Extract the first line through the line containing "and never retries." from the listing below, exactly as written.

**** Record set ****

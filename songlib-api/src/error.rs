//! Error types for songlib-api
//!
//! Each variant maps to one HTTP status and one fixed, generic message. The
//! underlying cause is logged where the error is raised and never returned to
//! the client.

use axum::{
    http::StatusCode,
    response::{IntoResponse, Response},
    Json,
};
use serde_json::json;
use thiserror::Error;

/// API error type
#[derive(Debug, Error, PartialEq, Eq)]
pub enum ApiError {
    /// Path id is not a positive integer (400)
    #[error("Invalid song ID")]
    InvalidSongId,

    /// Malformed or incomplete request body (400)
    #[error("Invalid data format")]
    InvalidData,

    /// No song with the requested id (404)
    #[error("Song is not found")]
    NotFound,

    /// Metadata service unreachable or answered non-success (400)
    #[error("Couldn't get song info")]
    LookupFailed,

    /// Metadata service answered with an undecodable body (500)
    #[error("Song info processing error")]
    LookupDecode,

    /// Any storage failure (500)
    #[error("Database error")]
    Database,
}

impl ApiError {
    pub fn status(&self) -> StatusCode {
        match self {
            ApiError::InvalidSongId | ApiError::InvalidData | ApiError::LookupFailed => {
                StatusCode::BAD_REQUEST
            }
            ApiError::NotFound => StatusCode::NOT_FOUND,
            ApiError::LookupDecode | ApiError::Database => StatusCode::INTERNAL_SERVER_ERROR,
        }
    }
}

impl IntoResponse for ApiError {
    fn into_response(self) -> Response {
        let body = Json(json!({
            "error": self.to_string(),
        }));

        (self.status(), body).into_response()
    }
}

/// Result type for API handlers
pub type ApiResult<T> = Result<T, ApiError>;
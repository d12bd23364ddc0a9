//! Song table access
//!
//! `SongStore` is the seam between the request layer and storage. The
//! PostgreSQL implementation issues one statement per call and never retries.

use async_trait::async_trait;
use sqlx::{FromRow, PgPool};
use tracing::debug;

use super::filter::{PageWindow, SongFilter, SongQuery};
use crate::models::{NewSong, Song, SongDetail, SongPayload};
use crate::Result;

/// Storage operations required by the song endpoints
#[async_trait]
pub trait SongStore: Send + Sync {
    /// Fetch one window of songs ordered by id
    ///
    /// The outer result fails when the query itself fails. Each inner result
    /// is one fetched row, which may individually fail to decode.
    async fn list_songs(&self, filter: &SongFilter, window: PageWindow)
        -> Result<Vec<Result<Song>>>;

    /// Lyrics text of one song, `None` when no row matches
    async fn song_lyrics(&self, id: i32) -> Result<Option<String>>;

    /// Delete one song, returning the number of rows removed
    async fn delete_song(&self, id: i32) -> Result<u64>;

    /// Overwrite every mutable field, returning the number of rows changed
    async fn update_song(&self, id: i32, payload: &SongPayload) -> Result<u64>;

    /// Insert a new song and return its generated id
    async fn insert_song(&self, song: &NewSong, detail: &SongDetail) -> Result<i32>;
}

/// `SongStore` backed by the shared PostgreSQL pool
#[derive(Debug, Clone)]
pub struct PgSongStore {
    pool: PgPool,
}

impl PgSongStore {
    pub fn new(pool: PgPool) -> Self {
        Self { pool }
    }
}

#[async_trait]
impl SongStore for PgSongStore {
    async fn list_songs(
        &self,
        filter: &SongFilter,
        window: PageWindow,
    ) -> Result<Vec<Result<Song>>> {
        let rendered = SongQuery::new(window).with_filter(filter).render();
        debug!(sql = %rendered.sql, args = ?rendered.args, "Executing song listing query");

        let mut query = sqlx::query(&rendered.sql);
        for arg in &rendered.args {
            query = query.bind(arg);
        }
        let rows = query
            .bind(rendered.limit)
            .bind(rendered.offset)
            .fetch_all(&self.pool)
            .await?;

        Ok(rows
            .iter()
            .map(|row| Song::from_row(row).map_err(Into::into))
            .collect())
    }

    async fn song_lyrics(&self, id: i32) -> Result<Option<String>> {
        // A NULL lyrics column is indistinguishable from a missing row to callers
        let lyrics: Option<Option<String>> =
            sqlx::query_scalar("SELECT lyrics FROM songs WHERE song_id = $1")
                .bind(id)
                .fetch_optional(&self.pool)
                .await?;

        Ok(lyrics.flatten())
    }

    async fn delete_song(&self, id: i32) -> Result<u64> {
        let result = sqlx::query("DELETE FROM songs WHERE song_id = $1")
            .bind(id)
            .execute(&self.pool)
            .await?;

        Ok(result.rows_affected())
    }

    async fn update_song(&self, id: i32, payload: &SongPayload) -> Result<u64> {
        let result = sqlx::query(
            r#"
            UPDATE songs
            SET group_name = $1, song_name = $2, release_date = $3, lyrics = $4, link = $5
            WHERE song_id = $6
            "#,
        )
        .bind(&payload.group)
        .bind(&payload.song)
        .bind(&payload.release_date)
        .bind(&payload.lyrics)
        .bind(&payload.link)
        .bind(id)
        .execute(&self.pool)
        .await?;

        Ok(result.rows_affected())
    }

    async fn insert_song(&self, song: &NewSong, detail: &SongDetail) -> Result<i32> {
        let id: i32 = sqlx::query_scalar(
            r#"
            INSERT INTO songs (group_name, song_name, release_date, lyrics, link)
            VALUES ($1, $2, $3, $4, $5)
            RETURNING song_id
            "#,
        )
        .bind(&song.group)
        .bind(&song.song)
        .bind(&detail.release_date)
        .bind(&detail.lyrics)
        .bind(&detail.link)
        .fetch_one(&self.pool)
        .await?;

        Ok(id)
    }
}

****

* [Result below]
filename songlib-api/src/error.rs
//! Error types for songlib-api
//!
//! Each variant maps to one HTTP status and one fixed, generic message. The
//! underlying cause is logged where the error is raised and never returned to
//! the client.

use axum::{
    http::StatusCode,
    response::{IntoResponse, Response},
    Json,
};
use serde_json::json;
use thiserror::Error;

/// API error type
#[derive(Debug, Error, PartialEq, Eq)]
pub enum ApiError {
    /// Path id is not a positive integer (400)
    #[error("Invalid song ID")]
    InvalidSongId,

    /// Malformed or incomplete request body (400)
    #[error("Invalid data format")]
    InvalidData,

    /// No song with the requested id (404)
    #[error("Song is not found")]
    NotFound,

    /// Metadata service unreachable or answered non-success (400)
    #[error("Couldn't get song info")]
    LookupFailed,

    /// Metadata service answered with an undecodable body (500)
    #[error("Song info processing error")]
    LookupDecode,

    /// Any storage failure (500)
    #[error("Database error")]
    Database,
}

impl ApiError {
    pub fn status(&self) -> StatusCode {
        match self {
            ApiError::InvalidSongId | ApiError::InvalidData | ApiError::LookupFailed => {
                StatusCode::BAD_REQUEST
            }
            ApiError::NotFound => StatusCode::NOT_FOUND,
            ApiError::LookupDecode | ApiError::Database => StatusCode::INTERNAL_SERVER_ERROR,
        }
    }
}

impl IntoResponse for ApiError {
    fn into_response(self) -> Response {
        let body = Json(json!({
            "error": self.to_string(),
        }));

        (self.status(), body).into_response()
    }
}

/// Result type for API handlers
pub type ApiResult<T> = Result<T, ApiError>;
repository d12bd23364ddc0a9
//! Song table access
//!
//! `SongStore` is the seam between the request layer and storage. The
//! PostgreSQL implementation issues one statement per call and never retries.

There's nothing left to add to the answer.